- TASK STATEMENT: Whichever lines of the material contain "true", copy each of them.
----- LISTED RECORDS -----
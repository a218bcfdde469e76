//! 接口响应外壳
//!
//! 三个接口统一返回 `{success, data, code, message}`，`code` 可能是数字也可能是字符串

use serde::{Deserialize, Deserializer, Serialize};

/// 通用响应
#[derive(Debug, Clone, Serialize, Deserialize)]
pub struct ApiResponse<T> {
    #[serde(default)]
    pub success: bool,
    pub data: Option<T>,
    #[serde(default, deserialize_with = "de_code")]
    pub code: Option<String>,
    #[serde(default)]
    pub message: Option<String>,
}

impl<T> ApiResponse<T> {
    /// 构造成功响应
    pub fn ok(data: T) -> Self {
        Self {
            success: true,
            data: Some(data),
            code: None,
            message: None,
        }
    }

    /// 构造失败响应
    pub fn fail(code: Option<&str>, message: impl Into<String>) -> Self {
        Self {
            success: false,
            data: None,
            code: code.map(str::to_string),
            message: Some(message.into()),
        }
    }
}

/// 获取票据接口的 data
#[derive(Debug, Clone, Default, Serialize, Deserialize)]
pub struct TicketData {
    #[serde(default)]
    pub ticket: Option<String>,
}

/// 校验与提交接口的 data
#[derive(Debug, Clone, Default, Serialize, Deserialize)]
pub struct Verdict {
    /// 缺省表示服务端未明确拒绝
    #[serde(default)]
    pub success: Option<bool>,
    #[serde(default, deserialize_with = "de_code")]
    pub code: Option<String>,
    #[serde(default)]
    pub message: Option<String>,
}

impl Verdict {
    pub fn accepted() -> Self {
        Self {
            success: Some(true),
            code: None,
            message: None,
        }
    }

    pub fn rejected(code: Option<&str>, message: impl Into<String>) -> Self {
        Self {
            success: Some(false),
            code: code.map(str::to_string),
            message: Some(message.into()),
        }
    }
}

impl ApiResponse<Verdict> {
    /// 服务端是否明确表示失败
    pub fn is_explicit_failure(&self) -> bool {
        !self.success || matches!(self.data.as_ref().and_then(|d| d.success), Some(false))
    }

    /// 优先取 data 内的 code
    pub fn effective_code(&self) -> Option<&str> {
        self.data
            .as_ref()
            .and_then(|d| d.code.as_deref())
            .or(self.code.as_deref())
    }

    /// 优先取 data 内的 message
    pub fn effective_message(&self) -> Option<&str> {
        self.data
            .as_ref()
            .and_then(|d| d.message.as_deref())
            .or(self.message.as_deref())
    }
}

fn de_code<'de, D>(deserializer: D) -> Result<Option<String>, D::Error>
where
    D: Deserializer<'de>,
{
    let value = Option::<serde_json::Value>::deserialize(deserializer)?;
    Ok(match value {
        None | Some(serde_json::Value::Null) => None,
        Some(serde_json::Value::String(s)) => Some(s),
        Some(other) => Some(other.to_string()),
    })
}
//! 结果审计日志

use std::fs::{File, OpenOptions};
use std::io::Write;
use std::path::Path;
use std::sync::{Mutex, PoisonError};

use chrono::Utc;
use serde::Serialize;

use crate::race::AccountReport;

/// 账号最终结果的落盘接口
pub trait OutcomeRecorder: Send + Sync {
    fn record(&self, report: &AccountReport) -> anyhow::Result<()>;
}

#[derive(Serialize)]
struct Line<'a> {
    recorded_at: String,
    #[serde(flatten)]
    report: &'a AccountReport,
}

/// 以 JSON Lines 追加写入文件
pub struct JsonlRecorder {
    file: Mutex<File>,
}

impl JsonlRecorder {
    pub fn open<P: AsRef<Path>>(path: P) -> anyhow::Result<Self> {
        let file = OpenOptions::new()
            .create(true)
            .append(true)
            .open(path.as_ref())?;
        tracing::info!("结果审计日志: {}", path.as_ref().display());
        Ok(Self {
            file: Mutex::new(file),
        })
    }
}

impl OutcomeRecorder for JsonlRecorder {
    fn record(&self, report: &AccountReport) -> anyhow::Result<()> {
        let mut line = serde_json::to_string(&Line {
            recorded_at: Utc::now().to_rfc3339(),
            report,
        })?;
        line.push('\n');

        let mut file = self.file.lock().unwrap_or_else(PoisonError::into_inner);
        file.write_all(line.as_bytes())?;
        file.flush()?;
        Ok(())
    }
}

#[cfg(test)]
mod tests {
    use super::*;
    use crate::race::RaceOutcome;

    #[test]
    fn test_appends_one_line_per_report() {
        let dir = tempfile::tempdir().unwrap();
        let path = dir.path().join("audit.jsonl");

        let recorder = JsonlRecorder::open(&path).unwrap();
        recorder
            .record(&AccountReport::without_run("u1", RaceOutcome::Interrupted, None))
            .unwrap();
        recorder
            .record(&AccountReport::without_run(
                "u2",
                RaceOutcome::Error,
                Some("没有可提交的档位".to_string()),
            ))
            .unwrap();
        drop(recorder);

        // 再次打开继续追加
        JsonlRecorder::open(&path)
            .unwrap()
            .record(&AccountReport::without_run("u3", RaceOutcome::TimedOut, None))
            .unwrap();

        let content = std::fs::read_to_string(&path).unwrap();
        let lines: Vec<serde_json::Value> = content
            .lines()
            .map(|l| serde_json::from_str(l).unwrap())
            .collect();
        assert_eq!(lines.len(), 3);
        assert_eq!(lines[0]["account_id"], "u1");
        assert_eq!(lines[0]["outcome"], "interrupted");
        assert_eq!(lines[1]["last_error"], "没有可提交的档位");
        assert!(lines[2]["recorded_at"].is_string());
    }
}
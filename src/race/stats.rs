//! 结果汇总

use std::collections::HashSet;
use std::sync::atomic::{AtomicUsize, Ordering};
use std::sync::{Mutex, PoisonError};

use serde::Serialize;

use super::outcome::RaceOutcome;

/// 汇总统计
#[derive(Debug, Clone, Default, PartialEq, Eq, Serialize)]
pub struct RaceStats {
    pub total: usize,
    pub submitted: usize,
    pub duplicate: usize,
    pub interrupted: usize,
    pub timed_out: usize,
    pub error: usize,
}

impl RaceStats {
    /// 已完成（成功 + 重复提交）
    pub fn completed(&self) -> usize {
        self.submitted + self.duplicate
    }

    /// 已产生结果的账号数
    pub fn finished(&self) -> usize {
        self.completed() + self.interrupted + self.timed_out + self.error
    }
}

impl std::fmt::Display for RaceStats {
    fn fmt(&self, f: &mut std::fmt::Formatter<'_>) -> std::fmt::Result {
        write!(
            f,
            "共 {} 个账号：成功 {}，重复提交 {}，中断 {}，超时 {}，错误 {}",
            self.total, self.submitted, self.duplicate, self.interrupted, self.timed_out, self.error
        )
    }
}

/// 并发安全的结果记分板
///
/// 每个账号只记录第一次上报的结果
#[derive(Debug)]
pub struct Scoreboard {
    total: usize,
    recorded: Mutex<HashSet<String>>,
    submitted: AtomicUsize,
    duplicate: AtomicUsize,
    interrupted: AtomicUsize,
    timed_out: AtomicUsize,
    error: AtomicUsize,
}

impl Scoreboard {
    pub fn new(total: usize) -> Self {
        Self {
            total,
            recorded: Mutex::new(HashSet::with_capacity(total)),
            submitted: AtomicUsize::new(0),
            duplicate: AtomicUsize::new(0),
            interrupted: AtomicUsize::new(0),
            timed_out: AtomicUsize::new(0),
            error: AtomicUsize::new(0),
        }
    }

    /// 记录结果，账号已有结果时返回 false 且不计数
    pub fn record(&self, account_id: &str, outcome: RaceOutcome) -> bool {
        let inserted = self
            .recorded
            .lock()
            .unwrap_or_else(PoisonError::into_inner)
            .insert(account_id.to_string());
        if !inserted {
            return false;
        }

        let counter = match outcome {
            RaceOutcome::Submitted => &self.submitted,
            RaceOutcome::Duplicate => &self.duplicate,
            RaceOutcome::Interrupted => &self.interrupted,
            RaceOutcome::TimedOut => &self.timed_out,
            RaceOutcome::Error => &self.error,
        };
        counter.fetch_add(1, Ordering::SeqCst);
        true
    }

    pub fn is_recorded(&self, account_id: &str) -> bool {
        self.recorded
            .lock()
            .unwrap_or_else(PoisonError::into_inner)
            .contains(account_id)
    }

    pub fn snapshot(&self) -> RaceStats {
        RaceStats {
            total: self.total,
            submitted: self.submitted.load(Ordering::SeqCst),
            duplicate: self.duplicate.load(Ordering::SeqCst),
            interrupted: self.interrupted.load(Ordering::SeqCst),
            timed_out: self.timed_out.load(Ordering::SeqCst),
            error: self.error.load(Ordering::SeqCst),
        }
    }
}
-----
- SOLUTION:
            success: true,
            success: Some(true),
            .create(true)
            .append(true)
        true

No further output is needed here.